How to complete this task:
Where the data below has the string "stdout", return the whole line.

----------------

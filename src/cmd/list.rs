//! `validators list`: every validator with its description.

use anyhow::Result;
use std::io::{self, Write};

use validators::ValidatorKind;

use crate::ui;

pub fn cmd_list() -> Result<()> {
    let stdout = io::stdout();
    let mut out = stdout.lock();
    write_list(&mut out)?;
    out.flush()?;
    Ok(())
}

fn write_list(out: &mut impl Write) -> Result<()> {
    let width = ValidatorKind::ALL
        .iter()
        .map(|kind| kind.name().len())
        .max()
        .unwrap_or(0);

    for kind in ValidatorKind::ALL {
        writeln!(
            out,
            "{}  {}",
            ui::colors::identifier(&format!("{:<width$}", kind.name())),
            kind.description()
        )?;
    }
    Ok(())
}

----------------

Solution to this problem:
    let stdout = io::stdout();
    let mut out = stdout.lock();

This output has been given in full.